S. Bernardo, Graciliano Ramos

Graciliano Ramos era mesmo um vermelhinho. Só um comuna pra escrever um texto desses. Percebi isso lendo São Bernardo, primeiro livrinho que li dele. No diminutivo porque é curto, não em tom pejorativo. O livro causou uma forte impressão em mim porque trata de choque cultural, de conflito agrário, de machismo, de ignorância, de como é impossível a convivência pacífica entre dois extremos opostos. Uma hora um vai se quebrar. Talvez os dois.

Desculpem o bairrismo, mas do século XX pra cá, quase tudo de melhor que há na literatura brasileira foi parido no Nordeste: Graciliano Ramos, Rachel de Queiroz, João Cabral de Melo Neto, Ariano Suassuna. (HUEHUE BR). Sorry.

Ai, cara, mas as memórias de Paulo Honório, o herói de São Bernardo, são de chorar de rir, de raiva, de angústia. Para quem entende as expressões regionais do livro, a experiência é ainda mais enriquecedora. Graciliano tece, aos poucos, as lógicas que comandam aquele microcosmo no qual Paulo Honório está inserido. Ele tem um pouco de Heathcliff quando engabela o herdeiro beberrão do antigo proprietário da fazenda São Bernardo para se apropriar das terras. E tem muito o homem do sertão que chega, na secura, para cortejar uma mulher. É um personagem complexo em sua ignorância, brutalidade, incompreensão, avareza e ganância.

O que mais me angustiou, de fato, foram as sucessivas violências sofridas por Madalena, sua esposa. Graciliano não dá as cartas. O foco está todo em Paulo Honório e você, leitor, só enxerga Madalena pelos olhos dele. Isso é o que causa o maior desconforto porque é óbvio que aquele homem é louco de pedra. Em certos momentos, ele também lembra Bentinho, com ciúme de tudo.

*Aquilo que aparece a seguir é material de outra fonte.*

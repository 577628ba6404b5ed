//! SQLExpr - A typed SQL expression wrapper.

use core::fmt::{self, Display};
use core::marker::PhantomData;

use sqlweave_types::sql::DataType;

use crate::sql::SQL;
use crate::traits::{ColumnSet, ToSQL, TypeSet};
use crate::Nil;

use super::{AggregateKind, Expr, NonNull, Nullability, Scalar, Shape, SubqueryList};

/// A SQL expression that carries type information.
///
/// This wrapper preserves the SQL type through operations, enabling
/// compile-time type checking of SQL expressions.
///
/// # Type Parameters
///
/// - `T`: The SQL data type marker (Int, Text, etc.)
/// - `N`: The nullability marker (NonNull or Null)
/// - `A`: The aggregation marker (Scalar or Agg)
/// - `Tb`: Tables read by the expression
/// - `U`: Bare columns outside aggregates
/// - `Sq`: Embedded subqueries
pub struct SQLExpr<T, N = NonNull, A = Scalar, Tb = Nil, U = Nil, Sq = Nil> {
    sql: SQL,
    shape: Shape,
    _ty: PhantomData<fn() -> (T, N, A, Tb, U, Sq)>,
}

impl<T, N, A, Tb, U, Sq> SQLExpr<T, N, A, Tb, U, Sq> {
    /// Create a new typed expression from raw SQL.
    #[inline]
    pub fn new(sql: SQL) -> Self {
        Self::with_shape(sql, Shape::Atom)
    }

    #[inline]
    pub(crate) fn with_shape(sql: SQL, shape: Shape) -> Self {
        Self {
            sql,
            shape,
            _ty: PhantomData,
        }
    }

    /// Get a reference to the inner SQL.
    #[inline]
    pub fn as_sql(&self) -> &SQL {
        &self.sql
    }
}

impl<T, N, A, Tb, U, Sq> Clone for SQLExpr<T, N, A, Tb, U, Sq> {
    fn clone(&self) -> Self {
        Self::with_shape(self.sql.clone(), self.shape)
    }
}

impl<T, N, A, Tb, U, Sq> fmt::Debug for SQLExpr<T, N, A, Tb, U, Sq> {
    fn fmt(&self, f: &mut fmt::Formatter<'_>) -> fmt::Result {
        f.debug_struct("SQLExpr")
            .field("sql", &self.sql.sql())
            .field("shape", &self.shape)
            .finish()
    }
}

// =============================================================================
// ToSQL Implementation
// =============================================================================

impl<T, N, A, Tb, U, Sq> ToSQL for SQLExpr<T, N, A, Tb, U, Sq> {
    fn to_sql(&self) -> SQL {
        self.sql.clone()
    }

    fn into_sql(self) -> SQL {
        self.sql
    }

    fn shape(&self) -> Shape {
        self.shape
    }
}

impl<T, N, A, Tb, U, Sq> From<SQLExpr<T, N, A, Tb, U, Sq>> for SQL {
    fn from(expr: SQLExpr<T, N, A, Tb, U, Sq>) -> Self {
        expr.sql
    }
}

// =============================================================================
// Expr Implementation
// =============================================================================

impl<T, N, A, Tb, U, Sq> Expr for SQLExpr<T, N, A, Tb, U, Sq>
where
    T: DataType,
    N: Nullability,
    A: AggregateKind,
    Tb: TypeSet,
    U: ColumnSet,
    Sq: SubqueryList,
{
    type SQLType = T;
    type Nullable = N;
    type Aggregate = A;
    type Tables = Tb;
    type Ungrouped = U;
    type Subqueries = Sq;
}

crate::__expr_ops!([T, N, A, Tb, U, Sq] SQLExpr<T, N, A, Tb, U, Sq>);

// =============================================================================
// Display Implementation
// =============================================================================

impl<T, N, A, Tb, U, Sq> Display for SQLExpr<T, N, A, Tb, U, Sq> {
    fn fmt(&self, f: &mut fmt::Formatter<'_>) -> fmt::Result {
        Display::fmt(&self.sql, f)
    }
}
//! Compile-time checked SQL statements.
//!
//! Tables are declared with [`table!`], statements are assembled with the
//! builders in [`builder`], and every structural rule of SQL that can be
//! decided from the shape of a statement is a trait bound or a constant
//! assertion on the call that would break it:
//!
//! - columns only from tables in scope, including correlated subqueries;
//! - join conditions only over joined tables;
//! - no aggregates in WHERE, no bare columns next to aggregates without
//!   GROUP BY;
//! - CTEs declared before use;
//! - INSERT covering every required column;
//! - result nullability following outer joins.
//!
//! Built statements render for SQLite, PostgreSQL and MySQL with bound
//! parameters, and decode result rows into Rust tuples.

#[macro_use]
mod macros;
mod tracing;

pub mod builder;
pub mod dynamic;
pub mod error;
pub mod expr;
pub mod from;
pub mod join;
pub mod names;
pub mod query;
pub mod row;
pub mod schema;
pub mod sql;
pub mod traits;
pub mod value;

/// SQL type markers and the dialect enum.
pub mod types {
    pub use sqlweave_types::Dialect;
    pub use sqlweave_types::sql::*;

    pub use crate::traits::Nullable;
}

pub use error::{Result, SqlweaveError};
pub use traits::*;

/// Everything needed to declare tables and write statements.
pub mod prelude {
    #[doc(hidden)]
    pub use paste::paste;

    pub use crate::builder::{
        assign, cte, default_value, delete_from, insert_into, select, select_distinct, update,
        with,
    };
    #[cfg(feature = "sqlite")]
    pub use crate::builder::{insert_or_ignore_into, insert_or_replace_into};
    pub use crate::dynamic::dynamic;
    pub use crate::error::SqlweaveError;
    pub use crate::expr::*;
    pub use crate::join::JoinExt;
    pub use crate::query::Query;
    pub use crate::schema::{ColumnExt, TableExt, all_of};
    pub use crate::traits::{Column, Name, Nullable, Table, ToSQL};
    pub use crate::types::*;
    // `expr::Binary` is the two-operand expression alias; the prelude keeps
    // the SQL type category.
    pub use crate::types::Binary;
    pub use crate::value::Value;
    pub use crate::{name_tag, table};
}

Talvez quem é mulher tenha uma percepção diferenciada ao ler esse livro e é claro que toda mulher imagina como ela está se sentindo. Não tem como não imaginar que uma hora tudo vai explodir. Não tinha como dar certo Madalena sendo bem mais jovem, bem mais inteligente, bem mais instruída, bem mais humana, bem mais generosa unida a um homem como Paulo Honório. Cada choque que há entre os dois pela forma como ele trata os empregados na fazenda é de fazer a gente se retorcer toda enquanto lê.

Bem explicado, não é mesmo? E ele falou melhor sobre violência contra a mulher muito melhor que a galera faz hoje quando o termo ainda nem existia. Comuna, esquerdinha e com um pé nos direitos das mulheres.